Head coach named Iloka the starting strong safety with Shawn Williams replacing Reggie Nelson at free safety. On October 23, 2016, Iloka collected a season-high ten combined tackles (eight solo) during a 31–17 victory against the Cleveland Browns. The following week, he made five solo tackles, a pass deflection, and intercepted a pass by Kirk Cousins in the Bengals' 27–27 tie with the Washington Redskins. He finished the season with 74 combined tackles (49 solo), seven pass deflections, and a career-high three interceptions in 16 games and 16 starts.
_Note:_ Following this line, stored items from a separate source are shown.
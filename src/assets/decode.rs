use std::sync::Arc;

use anyhow::Context;

use crate::foundation::core::{Size, VideoFrame};
use crate::foundation::error::{TryOnError, TryOnResult};
use crate::foundation::math::premultiply_rgba8_in_place;

/// Decoded overlay image, premultiplied RGBA8.
#[derive(Clone, Debug, PartialEq, Eq)]
pub struct PreparedImage {
    /// Width in pixels.
    pub width: u32,
    /// Height in pixels.
    pub height: u32,
    /// Premultiplied RGBA8 bytes, tightly packed.
    pub rgba8_premul: Arc<Vec<u8>>,
}

impl PreparedImage {
    /// Natural size in pixels.
    pub fn size(&self) -> Size {
        Size::new(f64::from(self.width), f64::from(self.height))
    }

    /// View the image as a video frame sharing the same pixels.
    pub fn to_video_frame(&self) -> VideoFrame {
        VideoFrame {
            width: self.width,
            height: self.height,
            rgba8_premul: Arc::clone(&self.rgba8_premul),
        }
    }
}

/// Decode PNG/JPEG/WebP (anything `image` recognizes) into premultiplied RGBA8.
pub fn decode_image(bytes: &[u8]) -> TryOnResult<PreparedImage> {
    let dyn_img = image::load_from_memory(bytes).context("decode image from memory")?;
    let rgba = dyn_img.to_rgba8();
    let (width, height) = rgba.dimensions();
    if width == 0 || height == 0 {
        return Err(TryOnError::validation("decoded image has zero size"));
    }

    let mut rgba8_premul = rgba.into_raw();
    premultiply_rgba8_in_place(&mut rgba8_premul);

    Ok(PreparedImage {
        width,
        height,
        rgba8_premul: Arc::new(rgba8_premul),
    })
}
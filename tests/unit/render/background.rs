use super::*;
use crate::foundation::core::Canvas;

fn gradient_frame(w: u32, h: u32) -> VideoFrame {
    let mut data = Vec::new();
    for y in 0..h {
        for x in 0..w {
            data.extend_from_slice(&[x as u8, y as u8, 0, 255]);
        }
    }
    VideoFrame::new(w, h, data).unwrap()
}

#[test]
fn cover_fit_crops_the_longer_side() {
    let wide = cover_fit(Size::new(1280.0, 720.0), Size::new(400.0, 400.0));
    assert_eq!(wide.height(), 400.0);
    assert!((wide.width() - 400.0 * 1280.0 / 720.0).abs() < 1e-9);
    assert!((wide.x0 + wide.x1 - 400.0).abs() < 1e-9);
    assert_eq!(wide.y0, 0.0);

    let tall = cover_fit(Size::new(100.0, 200.0), Size::new(300.0, 300.0));
    assert_eq!(tall, Rect::new(0.0, -150.0, 300.0, 450.0));
}

#[test]
fn exact_fit_copies_pixels() {
    let frame = gradient_frame(8, 4);
    let mut s = Surface::new(Canvas::new(8, 4));
    draw_video_cover(&mut s, &frame, false);
    assert_eq!(s.data(), frame.rgba8_premul.as_slice());
}

#[test]
fn mirror_maps_column_c_to_w_minus_1_minus_c() {
    let frame = gradient_frame(16, 9);
    let mut plain = Surface::new(Canvas::new(10, 10));
    let mut mirrored = Surface::new(Canvas::new(10, 10));
    draw_video_cover(&mut plain, &frame, false);
    draw_video_cover(&mut mirrored, &frame, true);

    let plain = plain.snapshot();
    let mirrored = mirrored.snapshot();
    for y in 0..10 {
        for c in 0..10 {
            assert_eq!(plain.pixel(c, y), mirrored.pixel(9 - c, y), "col {c} row {y}");
        }
    }
}

#[test]
fn checkerboard_alternates_by_block() {
    let dark = Rgba8Premul::opaque(0x11, 0x18, 0x27);
    let light = Rgba8Premul::opaque(0x0b, 0x12, 0x20);
    let mut s = Surface::new(Canvas::new(45, 25));
    draw_checkerboard(&mut s, 20, dark, light);
    let f = s.snapshot();
    assert_eq!(f.pixel(0, 0), Some(dark.to_array()));
    assert_eq!(f.pixel(19, 19), Some(dark.to_array()));
    assert_eq!(f.pixel(20, 0), Some(light.to_array()));
    assert_eq!(f.pixel(0, 20), Some(light.to_array()));
    assert_eq!(f.pixel(40, 24), Some(light.to_array()));
    assert_eq!(f.pixel(25, 21), Some(dark.to_array()));
}
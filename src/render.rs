//! Per-frame compositing: background, face-locked and manual overlays, PNG capture.

pub(crate) mod background;
pub(crate) mod composite;
pub(crate) mod frame_loop;
pub(crate) mod overlay;
pub(crate) mod surface;
//! Face tracking: landmark layout, anchor poses, temporal smoothing and the per-tick tracker.

pub(crate) mod anchor;
pub(crate) mod face_tracker;
pub(crate) mod landmarks;
pub(crate) mod smoother;
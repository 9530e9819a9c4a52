use super::*;

fn id(s: &str) -> OverlayId {
    OverlayId::from(s)
}

fn def(name: &str, default_scale: f64) -> OverlayDef {
    OverlayDef {
        id: id(name),
        display_name: name.to_string(),
        category: OverlayCategory::Headpiece,
        image_source: format!("{name}.png"),
        anchor_mode: AnchorMode::BottomCenter,
        default_scale,
    }
}

#[test]
fn add_update_remove_scenario() {
    let mut s = LayerStore::default();
    assert!(s.add_layer("glasses-1"));
    assert_eq!(s.active_layer_id(), Some(&id("glasses-1")));
    assert_eq!(s.layers()[0].transform, Transform::identity());

    assert!(s.update_layer(&id("glasses-1"), &TransformPatch::scale(2.0)));
    assert_eq!(s.layers()[0].transform.scale, 2.0);

    assert!(s.remove_layer(&id("glasses-1")));
    assert!(s.is_empty());
    assert_eq!(s.active_layer_id(), None);
}

#[test]
fn duplicate_add_is_idempotent() {
    let mut s = LayerStore::default();
    assert!(s.add_layer("x"));
    s.update_layer(&id("x"), &TransformPatch::position(5.0, 6.0));
    s.add_layer("y");
    assert!(!s.add_layer("x"));

    assert_eq!(s.len(), 2);
    assert_eq!(s.active_layer_id(), Some(&id("x")));
    assert_eq!(s.layer(&id("x")).unwrap().transform.x, 5.0);
}

#[test]
fn removing_the_active_layer_does_not_promote_another() {
    let mut s = LayerStore::default();
    s.add_layer("a");
    s.add_layer("b");
    assert!(s.remove_layer(&id("b")));
    assert_eq!(s.active_layer_id(), None);
    assert!(!s.remove_layer(&id("b")));

    s.set_active_layer(Some(&id("a")));
    s.add_layer("c");
    s.remove_layer(&id("a"));
    assert_eq!(s.active_layer_id(), Some(&id("c")));
}

#[test]
fn unknown_active_ids_are_rejected() {
    let mut s = LayerStore::default();
    s.add_layer("a");
    assert!(!s.set_active_layer(Some(&id("zzz"))));
    assert_eq!(s.active_layer_id(), Some(&id("a")));
    assert!(s.set_active_layer(None));
    assert_eq!(s.active_layer(), None);
    assert!(!s.update_active(&TransformPatch::scale(3.0)));
}

#[test]
fn updates_clamp_and_keep_unspecified_fields() {
    let mut s = LayerStore::default();
    s.add_layer("a");
    s.update_active(&TransformPatch::rotation(1.25));
    s.update_active(&TransformPatch::scale(50.0));
    s.update_active(&TransformPatch::opacity(-3.0));
    let t = s.active_layer().unwrap().transform;
    assert_eq!(t.scale, 10.0);
    assert_eq!(t.opacity, 0.0);
    assert_eq!(t.rotation, 1.25);
    assert!(!s.update_layer(&id("missing"), &TransformPatch::scale(1.0)));
}

#[test]
fn catalog_layers_start_and_reset_at_default_scale() {
    let mut s = LayerStore::default();
    s.add_overlay(&def("crown", 1.4));
    let l = s.active_layer().unwrap();
    assert_eq!(l.transform.scale, 1.4);
    assert_eq!(l.anchor_mode, AnchorMode::BottomCenter);
    assert_eq!(l.category, Some(OverlayCategory::Headpiece));

    s.update_active(&TransformPatch {
        x: Some(30.0),
        scale: Some(3.0),
        opacity: Some(0.2),
        ..TransformPatch::default()
    });
    assert!(s.reset_active_layer());
    let t = s.active_layer().unwrap().transform;
    assert_eq!(t, Transform::with_scale(1.4, ScaleRange::default()));

    s.set_active_layer(None);
    assert!(!s.reset_active_layer());
}

#[test]
fn overrides_win_for_the_active_layer_only() {
    let mut s = LayerStore::default();
    s.add_layer("a");
    s.add_layer("b");
    s.set_overrides(TransformOverrides {
        scale: Some(4.0),
        ..TransformOverrides::default()
    });
    s.update_active(&TransformPatch::scale(2.0));

    let b = s.layer(&id("b")).unwrap();
    let a = s.layer(&id("a")).unwrap();
    assert_eq!(b.transform.scale, 2.0);
    assert_eq!(s.resolved_transform(b).scale, 4.0);
    assert_eq!(s.resolved_transform(a).scale, 1.0);
}

#[test]
fn clear_all_empties_store_and_selection() {
    let mut s = LayerStore::default();
    s.add_layer("a");
    s.add_layer("b");
    s.clear_all_layers();
    assert!(s.is_empty());
    assert_eq!(s.active_layer_id(), None);
}

#[test]
fn invalid_scale_range_falls_back_to_default() {
    let mut s = LayerStore::new(ScaleRange { min: 4.0, max: 2.0 }, 1.0);
    assert_eq!(s.scale_range(), ScaleRange::default());
    s.add_layer("a");
    assert!(s.update_active(&TransformPatch::scale(50.0)));
    assert_eq!(s.active_layer().unwrap().transform.scale, 10.0);
}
He received an overall grade of 75.0 from Pro Football Focus and ranked 53rd among all qualifying safeties.

====2017====
On December 4, 2017, Iloka recorded five combined tackles during the Bengals' 23–20 loss to the Pittsburgh Steelers on Monday Night Football. He received a penalty for unnecessary roughness after a helmet-to-helmet hit on Antonio Brown as Brown was making a touchdown reception in the endzone. The following day, Iloka was suspended for one game for the hit on Brown. On December 6, 2017, he appealed his suspension and had his penalty reduced to a $35,464.50 fine. In Week 14, Iloka recorded a season-high eight combined tackles during a 33–7 loss to the Chicago Bears. He finished the season with a career-high 80 combined tackles (54 solo), five pass deflections, and an interception in 16 games and 16 starts. Pro Football Focus gave Iloka an overall grade of 77.7, ranking him 45th among all safeties in 2017.
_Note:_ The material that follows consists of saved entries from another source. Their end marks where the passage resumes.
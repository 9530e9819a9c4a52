use crate::foundation::core::{Rect, Rgba8Premul, Size, VideoFrame};
use crate::render::surface::Surface;

/// Destination rectangle that fills `canvas` with `video` while keeping its aspect ratio.
///
/// The excess is split evenly on both sides, so the rectangle may start at a negative offset.
pub fn cover_fit(video: Size, canvas: Size) -> Rect {
    if video.width <= 0.0 || video.height <= 0.0 || canvas.height <= 0.0 {
        return Rect::from_origin_size((0.0, 0.0), canvas);
    }
    let v_ratio = video.width / video.height;
    let c_ratio = canvas.width / canvas.height;
    if v_ratio > c_ratio {
        let dh = canvas.height;
        let dw = dh * v_ratio;
        let dx = (canvas.width - dw) / 2.0;
        Rect::new(dx, 0.0, dx + dw, dh)
    } else {
        let dw = canvas.width;
        let dh = dw / v_ratio;
        let dy = (canvas.height - dh) / 2.0;
        Rect::new(0.0, dy, dw, dy + dh)
    }
}

/// Draw `frame` cover-fitted into the whole surface with nearest-neighbour sampling at pixel
/// centers. With `mirror`, output column `c` shows what column `W - 1 - c` shows unmirrored.
pub fn draw_video_cover(surface: &mut Surface, frame: &VideoFrame, mirror: bool) -> Rect {
    let size = surface.size();
    let dst = cover_fit(
        Size::new(f64::from(frame.width), f64::from(frame.height)),
        size,
    );
    let canvas = surface.canvas();
    let (cw, ch) = (canvas.width as usize, canvas.height as usize);
    let (fw, fh) = (frame.width as usize, frame.height as usize);
    if cw == 0 || ch == 0 || fw == 0 || fh == 0 {
        return dst;
    }

    let sx = frame.width as f64 / dst.width();
    let sy = frame.height as f64 / dst.height();
    let src_col = |c: usize| -> usize {
        let x = c as f64 + 0.5;
        let x = if mirror { size.width - x } else { x };
        let u = ((x - dst.x0) * sx).floor();
        (u.max(0.0) as usize).min(fw - 1)
    };
    let cols: Vec<usize> = (0..cw).map(src_col).collect();

    let src = frame.rgba8_premul.as_slice();
    let out = surface.data_mut();
    for r in 0..ch {
        let v = (((r as f64 + 0.5) - dst.y0) * sy).floor();
        let sr = (v.max(0.0) as usize).min(fh - 1);
        let src_row = &src[sr * fw * 4..(sr + 1) * fw * 4];
        let dst_row = &mut out[r * cw * 4..(r + 1) * cw * 4];
        for (px, &sc) in dst_row.chunks_exact_mut(4).zip(&cols) {
            px.copy_from_slice(&src_row[sc * 4..sc * 4 + 4]);
        }
    }
    dst
}

/// Fill the surface with a checkerboard of `block`-pixel squares; the square at the origin is
/// `even`.
pub fn draw_checkerboard(surface: &mut Surface, block: u32, even: Rgba8Premul, odd: Rgba8Premul) {
    let block = block.max(1) as usize;
    let canvas = surface.canvas();
    let cw = canvas.width as usize;
    let (even, odd) = (even.to_array(), odd.to_array());
    for (r, row) in surface.data_mut().chunks_exact_mut(cw.max(1) * 4).enumerate() {
        for (c, px) in row.chunks_exact_mut(4).enumerate() {
            let color = if (c / block + r / block) % 2 == 0 {
                even
            } else {
                odd
            };
            px.copy_from_slice(&color);
        }
    }
}

#[cfg(test)]
#[path = "../../tests/unit/render/background.rs"]
mod tests;
/// Convenience result type used across the engine.
pub type TryOnResult<T> = Result<T, TryOnError>;

/// Why the camera could not be started.
///
/// Both cases are recoverable: the host shows [`CameraAccessError::user_message`] and the user
/// may retry `start()`.
#[derive(thiserror::Error, Debug, Clone, Copy, PartialEq, Eq)]
pub enum CameraAccessError {
    /// The user or platform refused camera permission.
    #[error("camera access denied")]
    Denied,
    /// No usable device, or the device is held by another application.
    #[error("camera unavailable")]
    Unavailable,
}

impl CameraAccessError {
    /// Message suitable for display next to the preview surface.
    pub fn user_message(self) -> &'static str {
        match self {
            Self::Denied => "Camera access was denied. Please enable permissions and retry.",
            Self::Unavailable => {
                "Unable to start camera. Check device permissions or if another app is using the camera."
            }
        }
    }
}

/// Top-level error taxonomy used by engine APIs.
#[derive(thiserror::Error, Debug)]
pub enum TryOnError {
    /// Invalid caller-provided data (config, catalog, landmark frames).
    #[error("validation error: {0}")]
    Validation(String),

    /// Camera acquisition failed.
    #[error("camera error: {0}")]
    Camera(#[from] CameraAccessError),

    /// An overlay image could not be fetched or decoded.
    #[error("image load failed for '{source_ref}': {reason}")]
    ImageLoad {
        /// The image source that failed.
        source_ref: String,
        /// Human-readable failure reason.
        reason: String,
    },

    /// The face landmark detector could not be initialized.
    #[error("face detection unavailable: {0}")]
    DetectionUnavailable(String),

    /// Errors while drawing or encoding a frame.
    #[error("render error: {0}")]
    Render(String),

    /// Errors when serializing or deserializing data structures.
    #[error("serialization error: {0}")]
    Serde(String),

    /// Wrapped lower-level error from dependencies or IO.
    #[error(transparent)]
    Other(#[from] anyhow::Error),
}

impl TryOnError {
    /// Build a [`TryOnError::Validation`] value.
    pub fn validation(msg: impl Into<String>) -> Self {
        Self::Validation(msg.into())
    }

    /// Build a [`TryOnError::ImageLoad`] value.
    pub fn image_load(source_ref: impl Into<String>, reason: impl Into<String>) -> Self {
        Self::ImageLoad {
            source_ref: source_ref.into(),
            reason: reason.into(),
        }
    }

    /// Build a [`TryOnError::DetectionUnavailable`] value.
    pub fn detection_unavailable(msg: impl Into<String>) -> Self {
        Self::DetectionUnavailable(msg.into())
    }

    /// Build a [`TryOnError::Render`] value.
    pub fn render(msg: impl Into<String>) -> Self {
        Self::Render(msg.into())
    }

    /// Build a [`TryOnError::Serde`] value.
    pub fn serde(msg: impl Into<String>) -> Self {
        Self::Serde(msg.into())
    }
}

#[cfg(test)]
#[path = "../../tests/unit/foundation/error.rs"]
mod tests;
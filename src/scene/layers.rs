use tracing::{debug, warn};

use crate::scene::catalog::{AnchorMode, OverlayCategory, OverlayDef, OverlayId};
use crate::transform::model::{
    IDENTITY_OPACITY, ScaleRange, Transform, TransformOverrides, TransformPatch, compose,
};

/// An overlay placed in the scene.
#[derive(Clone, Debug, PartialEq)]
pub struct Layer {
    /// Overlay reference; unique within a store.
    pub id: OverlayId,
    /// Current placement.
    pub transform: Transform,
    /// Manual placement anchor.
    pub anchor_mode: AnchorMode,
    /// Category, when the layer came from a catalog definition.
    pub category: Option<OverlayCategory>,
    default_scale: f64,
}

impl Layer {
    /// Scale restored by a reset.
    pub fn default_scale(&self) -> f64 {
        self.default_scale
    }
}

/// Ordered set of layers with at most one active layer.
///
/// Insertion order is compositing order. Every mutation clamps scale and opacity.
#[derive(Clone, Debug, PartialEq)]
pub struct LayerStore {
    layers: Vec<Layer>,
    active: Option<OverlayId>,
    overrides: TransformOverrides,
    scale_range: ScaleRange,
    default_opacity: f64,
}

impl Default for LayerStore {
    fn default() -> Self {
        Self::new(ScaleRange::default(), IDENTITY_OPACITY)
    }
}

impl LayerStore {
    /// Empty store.
    pub fn new(scale_range: ScaleRange, default_opacity: f64) -> Self {
        let scale_range = if scale_range.is_valid() {
            scale_range
        } else {
            warn!(
                min = scale_range.min,
                max = scale_range.max,
                "invalid scale range, using default"
            );
            ScaleRange::default()
        };
        Self {
            layers: Vec::new(),
            active: None,
            overrides: TransformOverrides::default(),
            scale_range,
            default_opacity,
        }
    }

    /// Scale bounds enforced by this store.
    pub fn scale_range(&self) -> ScaleRange {
        self.scale_range
    }

    fn initial_transform(&self, default_scale: f64) -> Transform {
        Transform {
            opacity: self.default_opacity,
            ..Transform::with_scale(default_scale, self.scale_range)
        }
        .clamped(self.scale_range)
    }

    fn insert(&mut self, layer: Layer) -> bool {
        let id = layer.id.clone();
        let added = if self.contains(&id) {
            false
        } else {
            debug!(id = %id, "layer added");
            self.layers.push(layer);
            true
        };
        self.active = Some(id);
        added
    }

    /// Add a bare layer with scale 1 and make it active.
    ///
    /// Adding an id that is already present keeps the existing layer and only activates it.
    /// Returns `true` when a layer was created.
    pub fn add_layer(&mut self, id: impl Into<OverlayId>) -> bool {
        let layer = Layer {
            id: id.into(),
            transform: self.initial_transform(1.0),
            anchor_mode: AnchorMode::default(),
            category: None,
            default_scale: 1.0,
        };
        self.insert(layer)
    }

    /// Add a layer for a catalog definition, starting at its default scale.
    pub fn add_overlay(&mut self, def: &OverlayDef) -> bool {
        let default_scale = self.scale_range.clamp(def.default_scale);
        let layer = Layer {
            id: def.id.clone(),
            transform: self.initial_transform(default_scale),
            anchor_mode: def.anchor_mode,
            category: Some(def.category),
            default_scale,
        };
        self.insert(layer)
    }

    /// Remove a layer. Removing the active layer leaves no active layer.
    pub fn remove_layer(&mut self, id: &OverlayId) -> bool {
        let before = self.layers.len();
        self.layers.retain(|l| &l.id != id);
        let removed = self.layers.len() != before;
        if removed {
            debug!(id = %id, "layer removed");
            if self.active.as_ref() == Some(id) {
                self.active = None;
            }
        }
        removed
    }

    /// Select the active layer, or clear the selection with `None`.
    ///
    /// Unknown ids are rejected and leave the selection unchanged.
    pub fn set_active_layer(&mut self, id: Option<&OverlayId>) -> bool {
        match id {
            None => {
                self.active = None;
                true
            }
            Some(id) if self.contains(id) => {
                self.active = Some(id.clone());
                true
            }
            Some(_) => false,
        }
    }

    /// Apply a partial transform to one layer. Unspecified fields stay unchanged.
    pub fn update_layer(&mut self, id: &OverlayId, patch: &TransformPatch) -> bool {
        let range = self.scale_range;
        match self.layers.iter_mut().find(|l| &l.id == id) {
            Some(layer) => {
                layer.transform = layer.transform.apply_patch(patch, range);
                true
            }
            None => false,
        }
    }

    /// Apply a partial transform to the active layer, if any.
    pub fn update_active(&mut self, patch: &TransformPatch) -> bool {
        match self.active.clone() {
            Some(id) => self.update_layer(&id, patch),
            None => false,
        }
    }

    /// Restore the active layer to its initial placement.
    pub fn reset_active_layer(&mut self) -> bool {
        let Some(id) = self.active.clone() else {
            return false;
        };
        let Some(idx) = self.layers.iter().position(|l| l.id == id) else {
            return false;
        };
        let t = self.initial_transform(self.layers[idx].default_scale);
        self.layers[idx].transform = t;
        true
    }

    /// Remove every layer and clear the selection.
    pub fn clear_all_layers(&mut self) {
        if !self.layers.is_empty() {
            debug!(count = self.layers.len(), "layers cleared");
        }
        self.layers.clear();
        self.active = None;
    }

    /// Set caller-controlled fields for the active layer; they win over tracked values when
    /// resolving transforms.
    pub fn set_overrides(&mut self, overrides: TransformOverrides) {
        self.overrides = overrides;
    }

    /// Currently controlled fields.
    pub fn overrides(&self) -> &TransformOverrides {
        &self.overrides
    }

    /// Transform used for drawing: controlled fields applied to the active layer.
    pub fn resolved_transform(&self, layer: &Layer) -> Transform {
        if self.active.as_ref() == Some(&layer.id) && !self.overrides.is_empty() {
            compose(layer.transform, &self.overrides, self.scale_range)
        } else {
            layer.transform
        }
    }

    /// Active layer id.
    pub fn active_layer_id(&self) -> Option<&OverlayId> {
        self.active.as_ref()
    }

    /// Active layer.
    pub fn active_layer(&self) -> Option<&Layer> {
        let id = self.active.as_ref()?;
        self.layer(id)
    }

    /// Look up a layer.
    pub fn layer(&self, id: &OverlayId) -> Option<&Layer> {
        self.layers.iter().find(|l| &l.id == id)
    }

    /// Return `true` when `id` is placed.
    pub fn contains(&self, id: &OverlayId) -> bool {
        self.layers.iter().any(|l| &l.id == id)
    }

    /// Layers in compositing order.
    pub fn layers(&self) -> &[Layer] {
        &self.layers
    }

    /// Number of layers.
    pub fn len(&self) -> usize {
        self.layers.len()
    }

    /// Return `true` when no layer is placed.
    pub fn is_empty(&self) -> bool {
        self.layers.is_empty()
    }
}

#[cfg(test)]
#[path = "../../tests/unit/scene/layers.rs"]
mod tests;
Iloka was released by the Bengals on August 19, 2018.

===Minnesota Vikings (first stint)===
Three days after his release, he was signed by the Minnesota Vikings. The move reunited him with Mike Zimmer, who was the Bengals' defensive coordinator during Iloka's tenure with the Bengals.

===Dallas Cowboys===
On March 23, 2019, Iloka signed a one-year contract with the Dallas Cowboys. On August 30, 2019, Iloka was released by the Cowboys.
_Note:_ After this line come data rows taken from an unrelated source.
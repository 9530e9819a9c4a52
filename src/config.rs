//! Engine configuration.
//!
//! Every knob has a default matching the behavior described in the crate docs, so an empty JSON
//! object (`{}`) is a valid configuration.

use std::fs::File;
use std::io::BufReader;
use std::path::Path;

use crate::foundation::core::Rgba8Premul;
use crate::foundation::error::{TryOnError, TryOnResult};
use crate::transform::model::{IDENTITY_OPACITY, ScaleRange};

/// Top-level configuration for a [`crate::TryOnStudio`].
#[derive(Clone, Debug, PartialEq, serde::Serialize, serde::Deserialize)]
#[serde(default)]
pub struct EngineConfig {
    /// Bounds for every layer scale.
    pub scale_range: ScaleRange,
    /// Opacity of newly added layers.
    pub default_opacity: f64,
    /// Temporal smoothing factor `t` in `(0, 1]`; lower is smoother but laggier.
    pub smoothing_factor: f64,
    /// Glasses width as a multiple of face width.
    pub glasses_width_factor: f64,
    /// Earring width as a multiple of face width.
    pub earring_width_factor: f64,
    /// Run face detection every N ticks (1 = every tick).
    pub detect_interval: u32,
    /// Mirror the camera feed horizontally.
    pub mirror: bool,
    /// Camera-off placeholder pattern.
    pub checker: CheckerConfig,
    /// Preferred capture resolution.
    pub camera: CameraConfig,
    /// Wheel gesture mapping.
    pub wheel: WheelConfig,
    /// Geometry drawn for selected overlays whose image is not loaded.
    pub placeholder: PlaceholderConfig,
}

impl Default for EngineConfig {
    fn default() -> Self {
        Self {
            scale_range: ScaleRange::default(),
            default_opacity: IDENTITY_OPACITY,
            smoothing_factor: 0.22,
            glasses_width_factor: 1.6,
            earring_width_factor: 0.6,
            detect_interval: 1,
            mirror: true,
            checker: CheckerConfig::default(),
            camera: CameraConfig::default(),
            wheel: WheelConfig::default(),
            placeholder: PlaceholderConfig::default(),
        }
    }
}

/// Checkerboard drawn when no live frame is available.
#[derive(Clone, Debug, PartialEq, serde::Serialize, serde::Deserialize)]
#[serde(default)]
pub struct CheckerConfig {
    /// Side of one square in device pixels.
    pub block_px: u32,
    /// Color of even squares (`#rrggbb`).
    pub dark: String,
    /// Color of odd squares (`#rrggbb`).
    pub light: String,
}

impl Default for CheckerConfig {
    fn default() -> Self {
        Self {
            block_px: 20,
            dark: "#111827".to_string(),
            light: "#0b1220".to_string(),
        }
    }
}

impl CheckerConfig {
    /// Parsed `(even, odd)` square colors.
    pub fn colors(&self) -> TryOnResult<(Rgba8Premul, Rgba8Premul)> {
        Ok((parse_color(&self.dark)?, parse_color(&self.light)?))
    }
}

/// Preferred capture constraints sent to the camera device.
#[derive(Clone, Copy, Debug, PartialEq, Eq, serde::Serialize, serde::Deserialize)]
#[serde(default)]
pub struct CameraConfig {
    /// Ideal frame width.
    pub ideal_width: u32,
    /// Ideal frame height.
    pub ideal_height: u32,
}

impl Default for CameraConfig {
    fn default() -> Self {
        Self {
            ideal_width: 1280,
            ideal_height: 720,
        }
    }
}

/// Wheel-to-transform mapping.
#[derive(Clone, Copy, Debug, PartialEq, serde::Serialize, serde::Deserialize)]
#[serde(default)]
pub struct WheelConfig {
    /// Scale multiplier per notch when scrolling up.
    pub zoom_in_factor: f64,
    /// Scale multiplier per notch when scrolling down.
    pub zoom_out_factor: f64,
    /// Radians per unit of wheel delta when a rotate modifier is held.
    pub rotate_rad_per_unit: f64,
}

impl Default for WheelConfig {
    fn default() -> Self {
        Self {
            zoom_in_factor: 1.05,
            zoom_out_factor: 0.95,
            rotate_rad_per_unit: std::f64::consts::PI / 1800.0,
        }
    }
}

/// Outline drawn in place of an overlay that has not loaded.
#[derive(Clone, Debug, PartialEq, serde::Serialize, serde::Deserialize)]
#[serde(default)]
pub struct PlaceholderConfig {
    /// Outline color (`#rrggbb` or `#rrggbbaa`).
    pub color: String,
    /// Side of the square frame for manually placed overlays, before scaling.
    pub size_px: f64,
    /// Stroke width in pixels, before scaling.
    pub line_px: f64,
}

impl Default for PlaceholderConfig {
    fn default() -> Self {
        Self {
            color: "#e5e7eb".to_string(),
            size_px: 160.0,
            line_px: 4.0,
        }
    }
}

impl PlaceholderConfig {
    /// Parsed outline color.
    pub fn rgba(&self) -> TryOnResult<Rgba8Premul> {
        parse_color(&self.color)
    }
}

fn parse_color(s: &str) -> TryOnResult<Rgba8Premul> {
    Rgba8Premul::from_hex(s)
        .ok_or_else(|| TryOnError::validation(format!("invalid color '{s}', expected #rrggbb")))
}

impl EngineConfig {
    /// Parse a configuration from a JSON reader and validate it.
    pub fn from_reader<R: std::io::Read>(r: R) -> TryOnResult<Self> {
        let cfg: Self = serde_json::from_reader(r)
            .map_err(|e| TryOnError::serde(format!("parse engine config JSON: {e}")))?;
        cfg.validate()?;
        Ok(cfg)
    }

    /// Parse a configuration from a JSON file on disk.
    pub fn from_path(path: impl AsRef<Path>) -> TryOnResult<Self> {
        let path = path.as_ref();
        let f = File::open(path).map_err(|e| {
            TryOnError::validation(format!("open engine config '{}': {e}", path.display()))
        })?;
        Self::from_reader(BufReader::new(f))
    }

    /// Check cross-field constraints.
    pub fn validate(&self) -> TryOnResult<()> {
        if !self.scale_range.is_valid() {
            return Err(TryOnError::validation(
                "scale_range must satisfy 0 < min <= max",
            ));
        }
        if !(0.0..=1.0).contains(&self.default_opacity) {
            return Err(TryOnError::validation("default_opacity must be in [0, 1]"));
        }
        if !(self.smoothing_factor > 0.0 && self.smoothing_factor <= 1.0) {
            return Err(TryOnError::validation(
                "smoothing_factor must be in (0, 1]",
            ));
        }
        if !(self.glasses_width_factor > 0.0 && self.earring_width_factor > 0.0) {
            return Err(TryOnError::validation("width factors must be > 0"));
        }
        if self.detect_interval == 0 {
            return Err(TryOnError::validation("detect_interval must be >= 1"));
        }
        if self.checker.block_px == 0 {
            return Err(TryOnError::validation("checker.block_px must be > 0"));
        }
        self.checker.colors()?;
        self.placeholder.rgba()?;
        let w = self.wheel;
        if !(w.zoom_in_factor > 0.0 && w.zoom_out_factor > 0.0) {
            return Err(TryOnError::validation("wheel zoom factors must be > 0"));
        }
        Ok(())
    }
}

#[cfg(test)]
#[path = "../tests/unit/config.rs"]
mod tests;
===Minnesota Vikings (second stint)===
After sitting out the 2019 NFL season, Iloka had a tryout with the Vikings on August 21, 2020. On September 17, 2020, Iloka was signed to the Vikings' practice squad. He was elevated to the active roster on September 26 and October 3 for the team's weeks 3 and 4 games against the Tennessee Titans and Houston Texans, and reverted to the practice squad after each game. He was promoted to the active roster on October 10, 2020. He was placed on injured reserve on October 22, 2020.

==NFL career statistics==

Legend
| Bold | Career high |

===Regular season===

Year: Team; Games; Tackles; Interceptions; Fumbles
GP: GS; Cmb; Solo; Ast; Sck; TFL; Int; Yds; TD; Lng; PD; FF; FR; Yds; TD
2012: CIN; 7; 0; 2; 0; 2; 0.0; 0; 0; 0; 0; 0; 0; 0; 0; 0; 0
2013: CIN; 16; 16; 66; 41; 25; 0.0; 0; 1; -1; 0; -1; 6; 2; 1; 0; 0
2014: CIN; 16; 16; 74; 48; 26; 0.0; 2; 3; 58; 0; 28; 10; 0; 0; 0; 0
2015: CIN; 12; 12; 47; 35; 12; 0.0; 2; 1; 0; 0; 0; 4; 0; 0; 0; 0
2016: CIN; 16; 16; 74; 49; 25; 0.0; 1; 3; 21; 0; 21; 7; 0; 0; 0; 0
2017: CIN; 16; 16; 80; 54; 26; 0.0; 4; 1; 14; 0; 14; 5; 0; 0; 0; 0
2018: MIN; 16; 3; 16; 14; 2; 0.0; 0; 0; 0; 0; 0; 0; 1; 0; 0; 0
2020: MIN; 4; 0; 6; 5; 1; 0.0; 1; 0; 0; 0; 0; 0; 0; 0; 0; 0
103; 79; 365; 246; 119; 0.0; 10; 9; 92; 0; 28; 32; 3; 1; 0; 0

===Playoffs===

Year: Team; Games; Tackles; Interceptions; Fumbles
GP: GS; Cmb; Solo; Ast; Sck; TFL; Int; Yds; TD; Lng; PD; FF; FR; Yds; TD
2012: CIN; 1; 0; 0; 0; 0; 0.0; 0; 0; 0; 0; 0; 0; 0; 0; 0; 0
2013: CIN; 1; 1; 2; 2; 0; 0.0; 0; 0; 0; 0; 0; 0; 0; 0; 0; 0
2014: CIN; 1; 1; 5; 2; 3; 0.0; 0; 0; 0; 0; 0; 0; 0; 0; 0; 0
2015: CIN; 1; 1; 5; 4; 1; 0.0; 1; 0; 0; 0; 0; 0; 0; 1; 0; 0
4; 3; 12; 8; 4; 0.0; 1; 0; 0; 0; 0; 0; 0; 1; 0; 0

==Personal life==
Iloka attended Kempner High School in Sugar Land, Texas. His younger brother, Kenny Iloka, played collegiate football at TCU and went undrafted as a safety in the 2016 NFL draft.

The son of immigrants, he is of Nigerian descent.